Market insight involved industry interviews of biobanks and core facilities where TTO identified 52 actors, the most relevant actors were contacted; 6 showed no interest,10 were interviewed, and 7 were engaged in email correspondence. The results revealed that the identified customer group is small, with limited needs, as not all biobanks had relevant tissue and funding. The growth rate of biobanking did not support huge investments. In addition, significant modifications would be necessary for implementation due to the absence of both national and international standards for tissue sample collection. We experienced unforeseen delays during the latest prototype development, that prevented us from collecting feedback from interested parties before the end of this PoC project. Thus, there might be more information collected from these or other relevant actor groups.
Throughout the project, innovation readiness level (IRL) assessments were conducted several times for structure and support for idea owners and NTNU TTO in the development of an early-stage idea to an innovation on the market. The business plans discussed have highlighted challenges that biobanks do not have business plans but are publicly funded and they are bound to strict regulations. The market interviews indicated that implementation required extensive changes due to the lack of national and international standards for tissue sample collection. Several biobanks have their own protocols or set-up. This might however change in the future and then and possible commercial opportunities might appear.

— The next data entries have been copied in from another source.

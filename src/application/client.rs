//! Client bootstrap: wake the relay host, connect, then run the controller

use super::call_controller::{CallController, ClientNotice, UserIntent};
use crate::config::ClientConfig;
use crate::domain::shared::value_objects::Identifier;
use crate::infrastructure::client::{
    ClientError, ColdStartProber, RelayClient, RelayClientHandle,
};
use crate::infrastructure::media::MediaFactory;
use std::sync::Arc;
use tokio::sync::{mpsc, Mutex};
use tokio::task::JoinHandle;
use tracing::{info, warn};

/// Running calling client for one local identifier
pub struct CallClient {
    identifier: Identifier,
    intents: mpsc::Sender<UserIntent>,
    notices: Mutex<mpsc::UnboundedReceiver<ClientNotice>>,
    relay: Arc<Mutex<Option<RelayClientHandle>>>,
    task: JoinHandle<()>,
}

impl CallClient {
    pub fn start(
        config: &ClientConfig,
        identifier: Identifier,
        media: Arc<dyn MediaFactory>,
    ) -> Result<Self, ClientError> {
        let prober = ColdStartProber::new(config.relay_url.clone(), config.wakeup())?;
        let (intent_tx, intent_rx) = mpsc::channel(32);
        let (notice_tx, notice_rx) = mpsc::unbounded_channel();
        let relay_slot = Arc::new(Mutex::new(None));

        let url = config.relay_url.clone();
        let policy = config.backoff();
        let settle_delay = config.settle_delay();
        let local = identifier.clone();
        let slot = relay_slot.clone();

        let task = tokio::spawn(async move {
            if prober.applies() {
                let _ = notice_tx.send(ClientNotice::WakingUp(true));
                if !prober.wake().await {
                    // connect anyway; the reconnect loop covers a slow host
                    warn!("Relay at {} did not answer health probes", prober.health_url());
                }
                let _ = notice_tx.send(ClientNotice::WakingUp(false));
            }

            let (handle, relay_events, relay_task) =
                RelayClient::spawn(url, local.clone(), policy);
            *slot.lock().await = Some(handle.clone());

            let controller = CallController::new(
                local,
                media,
                Arc::new(handle.clone()),
                notice_tx,
                settle_delay,
            );
            controller.run(intent_rx, relay_events).await;

            handle.disconnect();
            let _ = relay_task.await;
            info!("Call client stopped");
        });

        Ok(Self {
            identifier,
            intents: intent_tx,
            notices: Mutex::new(notice_rx),
            relay: relay_slot,
            task,
        })
    }

    pub fn identifier(&self) -> &Identifier {
        &self.identifier
    }

    pub async fn start_call(&self, peer: Identifier) -> Result<(), ClientError> {
        self.intents
            .send(UserIntent::StartCall(peer))
            .await
            .map_err(|_| ClientError::Stopped)
    }

    pub async fn end_call(&self) -> Result<(), ClientError> {
        self.intents
            .send(UserIntent::EndCall)
            .await
            .map_err(|_| ClientError::Stopped)
    }

    /// Next UI notice, or None once the client has stopped
    pub async fn next_notice(&self) -> Option<ClientNotice> {
        self.notices.lock().await.recv().await
    }

    /// Tear down the call, cancel reconnects and close the relay socket
    pub async fn shutdown(self) {
        let Self {
            intents,
            relay,
            task,
            ..
        } = self;
        drop(intents);
        if let Some(handle) = relay.lock().await.as_ref() {
            handle.disconnect();
        }
        let _ = task.await;
    }
}
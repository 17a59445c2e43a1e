//! Call bounded context - the client-side negotiation state machine

pub mod aggregate;
pub mod event;
pub mod value_object;

pub use aggregate::CallSession;
pub use event::{CallEffect, CallInput, Epoch};
pub use value_object::{format_duration, CallDirection, CallState, EndReason};
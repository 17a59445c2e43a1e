//! Shared kernel - Common types used by the relay and the client

pub mod error;
pub mod result;
pub mod value_objects;

pub use error::DomainError;
pub use result::Result;
pub use value_objects::*;
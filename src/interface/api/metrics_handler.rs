//! Prometheus metrics handler

use axum::{
    extract::State,
    http::StatusCode,
    response::{IntoResponse, Response},
};
use metrics::{describe_counter, describe_gauge};
use metrics_exporter_prometheus::{BuildError, PrometheusBuilder, PrometheusHandle};

/// Install the Prometheus recorder and describe the relay metrics
pub fn init_metrics() -> Result<PrometheusHandle, BuildError> {
    let handle = PrometheusBuilder::new().install_recorder()?;
    describe_metrics();
    Ok(handle)
}

/// Recorder that is not installed globally, for tests and embedding
pub fn build_metrics() -> PrometheusHandle {
    let recorder = PrometheusBuilder::new().build_recorder();
    recorder.handle()
}

fn describe_metrics() {
    describe_counter!(
        "relay_envelopes_total",
        "Envelopes received by the relay, by type and outcome"
    );
    describe_gauge!(
        "relay_registered_clients",
        "Number of identifiers currently registered"
    );
}

/// HTTP metrics handler
pub async fn metrics_handler(State(prometheus_handle): State<PrometheusHandle>) -> Response {
    (StatusCode::OK, prometheus_handle.render()).into_response()
}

To conclude, we have successfully developed a proof of concept, a ready-to-use prototype of a medical device for biobanks and researchers to perform tissue extraction. We plan to create a short video to explain the device further, which can be used to further engage companies and other stakeholders. Based on findings from our market research, we decided to publish design and results of the second iteration of the ARTS prototype in form of an open access article to increase the dissemination of our technology in the public research sector.